For the entries below, how many lines contain the word "LogDetail"? Reply with the number and nothing else.

===== SUPPLIED ENTRIES =====

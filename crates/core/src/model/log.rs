use chrono::{DateTime, Utc};
use serde::{Deserialize, Serialize};
use std::cmp::Ordering;
use std::fmt;
use thiserror::Error;

use crate::model::ids::LogId;

//
// ─── ERRORS ───────────────────────────────────────────────────────────────────
//

/// Errors raised when decoding audit-log enumeration codes.
#[derive(Debug, Error, Clone, PartialEq, Eq)]
pub enum LogCodeError {
    #[error("unknown action type: {0}")]
    UnknownAction(String),
    #[error("unknown target type: {0}")]
    UnknownTarget(String),
}

//
// ─── ACTION / TARGET TYPES ────────────────────────────────────────────────────
//

/// What kind of mutation an audit-log entry records.
#[derive(Debug, Clone, Copy, PartialEq, Eq, Hash)]
pub enum ActionType {
    Create,
    Modify,
    Delete,
}

impl ActionType {
    pub const ALL: [ActionType; 3] = [ActionType::Create, ActionType::Modify, ActionType::Delete];

    #[must_use]
    pub fn as_str(self) -> &'static str {
        match self {
            ActionType::Create => "CREATE",
            ActionType::Modify => "MODIFY",
            ActionType::Delete => "DELETE",
        }
    }

    /// Decode a wire code.
    ///
    /// # Errors
    ///
    /// Returns `LogCodeError::UnknownAction` for codes outside the fixed set.
    pub fn from_code(raw: &str) -> Result<Self, LogCodeError> {
        match raw {
            "CREATE" => Ok(ActionType::Create),
            "MODIFY" | "UPDATE" => Ok(ActionType::Modify),
            "DELETE" => Ok(ActionType::Delete),
            other => Err(LogCodeError::UnknownAction(other.to_string())),
        }
    }
}

impl fmt::Display for ActionType {
    fn fmt(&self, f: &mut fmt::Formatter<'_>) -> fmt::Result {
        f.write_str(self.as_str())
    }
}

/// Which entity kind an audit-log entry touched.
#[derive(Debug, Clone, Copy, PartialEq, Eq, Hash)]
pub enum TargetType {
    User,
    Company,
    Project,
    Post,
    Comment,
    Link,
}

impl TargetType {
    pub const ALL: [TargetType; 6] = [
        TargetType::User,
        TargetType::Company,
        TargetType::Project,
        TargetType::Post,
        TargetType::Comment,
        TargetType::Link,
    ];

    #[must_use]
    pub fn as_str(self) -> &'static str {
        match self {
            TargetType::User => "USER",
            TargetType::Company => "COMPANY",
            TargetType::Project => "PROJECT",
            TargetType::Post => "POST",
            TargetType::Comment => "COMMENT",
            TargetType::Link => "LINK",
        }
    }

    /// Decode a wire code.
    ///
    /// # Errors
    ///
    /// Returns `LogCodeError::UnknownTarget` for codes outside the fixed set.
    pub fn from_code(raw: &str) -> Result<Self, LogCodeError> {
        match raw {
            "USER" => Ok(TargetType::User),
            "COMPANY" => Ok(TargetType::Company),
            "PROJECT" => Ok(TargetType::Project),
            "POST" => Ok(TargetType::Post),
            "COMMENT" => Ok(TargetType::Comment),
            "LINK" => Ok(TargetType::Link),
            other => Err(LogCodeError::UnknownTarget(other.to_string())),
        }
    }
}

impl fmt::Display for TargetType {
    fn fmt(&self, f: &mut fmt::Formatter<'_>) -> fmt::Result {
        f.write_str(self.as_str())
    }
}

impl Serialize for ActionType {
    fn serialize<S: serde::Serializer>(&self, serializer: S) -> Result<S::Ok, S::Error> {
        serializer.serialize_str(self.as_str())
    }
}

impl<'de> Deserialize<'de> for ActionType {
    fn deserialize<D: serde::Deserializer<'de>>(deserializer: D) -> Result<Self, D::Error> {
        let raw = String::deserialize(deserializer)?;
        Self::from_code(&raw).map_err(serde::de::Error::custom)
    }
}

impl Serialize for TargetType {
    fn serialize<S: serde::Serializer>(&self, serializer: S) -> Result<S::Ok, S::Error> {
        serializer.serialize_str(self.as_str())
    }
}

impl<'de> Deserialize<'de> for TargetType {
    fn deserialize<D: serde::Deserializer<'de>>(deserializer: D) -> Result<Self, D::Error> {
        let raw = String::deserialize(deserializer)?;
        Self::from_code(&raw).map_err(serde::de::Error::custom)
    }
}

//
// ─── LOG ENTRIES ──────────────────────────────────────────────────────────────
//

/// One field-level change recorded inside an audit-log entry.
#[derive(Debug, Clone, PartialEq, Eq, Serialize, Deserialize)]
#[serde(rename_all = "camelCase")]
pub struct LogDetail {
    pub field_name: String,
    #[serde(default)]
    pub old_value: Option<String>,
    #[serde(default)]
    pub new_value: Option<String>,
}

/// A single audit-log entry as the search endpoint returns it.
#[derive(Debug, Clone, PartialEq, Eq, Serialize, Deserialize)]
#[serde(rename_all = "camelCase")]
pub struct AuditLog {
    pub id: LogId,
    pub logged_at: DateTime<Utc>,
    pub actor_id: String,
    pub action_type: ActionType,
    pub target_type: TargetType,
    pub target_id: String,
    #[serde(default)]
    pub details: Vec<LogDetail>,
}

impl AuditLog {
    /// Whether the entry carries field-level change details worth a modal.
    #[must_use]
    pub fn has_details(&self) -> bool {
        !self.details.is_empty()
    }
}

//
// ─── CURSOR ───────────────────────────────────────────────────────────────────
//

/// Forward-pagination token over the sorted log stream.
///
/// The client treats it as opaque, but `(logged_at, id)` ordering is defined
/// so monotonicity across pages is checkable.
#[derive(Debug, Clone, Copy, PartialEq, Eq, Serialize, Deserialize)]
#[serde(rename_all = "camelCase")]
pub struct LogCursor {
    pub logged_at: DateTime<Utc>,
    pub id: LogId,
}

impl LogCursor {
    #[must_use]
    pub fn new(logged_at: DateTime<Utc>, id: LogId) -> Self {
        Self { logged_at, id }
    }
}

impl Ord for LogCursor {
    fn cmp(&self, other: &Self) -> Ordering {
        self.logged_at
            .cmp(&other.logged_at)
            .then_with(|| self.id.cmp(&other.id))
    }
}

impl PartialOrd for LogCursor {
    fn partial_cmp(&self, other: &Self) -> Option<Ordering> {
        Some(self.cmp(other))
    }
}

//
// ─── TESTS ─────────────────────────────────────────────────────────────────────
//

=====

_SOLVED PROBLEM_
2